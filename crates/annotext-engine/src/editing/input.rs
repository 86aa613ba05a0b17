use crate::editing::commands::Cmd;
use crate::editing::leaf::Mark;

/// Formatting requests arriving as `beforeinput`-style input types
/// (`formatBold`, `formatItalic`, `formatUnderline`, `formatComment`)
#[derive(Debug, Clone, Copy, PartialEq, Eq)]
pub enum FormatInput {
    Bold,
    Italic,
    Underline,
    Comment,
}

impl FormatInput {
    pub fn from_input_type(input_type: &str) -> Option<Self> {
        match input_type {
            "formatBold" => Some(FormatInput::Bold),
            "formatItalic" => Some(FormatInput::Italic),
            "formatUnderline" => Some(FormatInput::Underline),
            "formatComment" => Some(FormatInput::Comment),
            _ => None,
        }
    }

    pub fn mark(self) -> Mark {
        match self {
            FormatInput::Bold => Mark::Bold,
            FormatInput::Italic => Mark::Italic,
            FormatInput::Underline => Mark::Underlined,
            FormatInput::Comment => Mark::Comment,
        }
    }

    /// Toggle command for this input. `comment_text` is attached when a
    /// comment gets set and ignored for the other marks.
    pub fn to_cmd(self, comment_text: Option<&str>) -> Cmd {
        match (self, comment_text) {
            (FormatInput::Comment, Some(text)) => Cmd::ToggleComment {
                text: text.to_string(),
            },
            _ => Cmd::ToggleMark { mark: self.mark() },
        }
    }
}

#[cfg(test)]
mod tests {
    use super::*;
    use rstest::rstest;

    #[rstest]
    #[case("formatBold", Some(FormatInput::Bold))]
    #[case("formatItalic", Some(FormatInput::Italic))]
    #[case("formatUnderline", Some(FormatInput::Underline))]
    #[case("formatComment", Some(FormatInput::Comment))]
    #[case("formatStrikeThrough", None)]
    #[case("insertText", None)]
    fn test_from_input_type(#[case] input_type: &str, #[case] expected: Option<FormatInput>) {
        assert_eq!(FormatInput::from_input_type(input_type), expected);
    }

    #[test]
    fn test_underline_input_maps_to_underlined_mark() {
        assert_eq!(
            FormatInput::Underline.to_cmd(Some("ignored")),
            Cmd::ToggleMark {
                mark: Mark::Underlined
            }
        );
    }

    #[test]
    fn test_comment_input_carries_text() {
        assert_eq!(
            FormatInput::Comment.to_cmd(Some("note")),
            Cmd::ToggleComment {
                text: "note".to_string()
            }
        );
        assert_eq!(
            FormatInput::Comment.to_cmd(None),
            Cmd::ToggleMark {
                mark: Mark::Comment
            }
        );
    }
}
pub mod editing;
pub mod io;
pub mod panel;
pub mod render;

#[cfg(test)]
pub mod tests;

// Re-export key types for easier usage
pub use editing::{comments::*, marks::*};
pub use editing::{
    Block, BlockKind, Cmd, DEFAULT_HISTORY_LIMIT, Decoration, Direction, Document, Editor,
    FormatInput, History, Leaf, Mark, Patch, Point, Range, UnknownMark,
};
pub use io::*;
pub use panel::*;
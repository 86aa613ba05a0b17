// Benchmark helper functions - Rust's dead code analysis doesn't understand
// that these are used by benchmark files in the same directory
// See: https://users.rust-lang.org/t/cargo-rustc-benches-awarnings/110111/2
use annotext_engine::{Block, Document, Leaf, Mark};

#[allow(dead_code)]
pub fn generate_document(paragraphs: usize) -> Document {
    let blocks = (0..paragraphs)
        .map(|index| {
            Block::paragraph(vec![
                Leaf::new(format!("Paragraph {index} opens with plain text, then ")),
                Leaf::new("some bold words").with(Mark::Bold),
                Leaf::new(", an "),
                Leaf::new("inline comment").with_comment(format!("note {index}")),
                Leaf::new(" and a plain tail."),
            ])
        })
        .collect();
    Document::from_blocks(blocks)
}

**Exercise directions:** Reproduce verbatim only the segment of the listing bounded by the line containing "match (self, comment_text)" and the line containing "pub mod tests;", with both boundary lines included.

**Solution to the problem:**
        match (self, comment_text) {
            (FormatInput::Comment, Some(text)) => Cmd::ToggleComment {
                text: text.to_string(),
            },
            _ => Cmd::ToggleMark { mark: self.mark() },
        }
    }
}

#[cfg(test)]
mod tests {
    use super::*;
    use rstest::rstest;

    #[rstest]
    #[case("formatBold", Some(FormatInput::Bold))]
    #[case("formatItalic", Some(FormatInput::Italic))]
    #[case("formatUnderline", Some(FormatInput::Underline))]
    #[case("formatComment", Some(FormatInput::Comment))]
    #[case("formatStrikeThrough", None)]
    #[case("insertText", None)]
    fn test_from_input_type(#[case] input_type: &str, #[case] expected: Option<FormatInput>) {
        assert_eq!(FormatInput::from_input_type(input_type), expected);
    }

    #[test]
    fn test_underline_input_maps_to_underlined_mark() {
        assert_eq!(
            FormatInput::Underline.to_cmd(Some("ignored")),
            Cmd::ToggleMark {
                mark: Mark::Underlined
            }
        );
    }

    #[test]
    fn test_comment_input_carries_text() {
        assert_eq!(
            FormatInput::Comment.to_cmd(Some("note")),
            Cmd::ToggleComment {
                text: "note".to_string()
            }
        );
        assert_eq!(
            FormatInput::Comment.to_cmd(None),
            Cmd::ToggleMark {
                mark: Mark::Comment
            }
        );
    }
}
pub mod editing;
pub mod io;
pub mod panel;
pub mod render;

#[cfg(test)]
pub mod tests;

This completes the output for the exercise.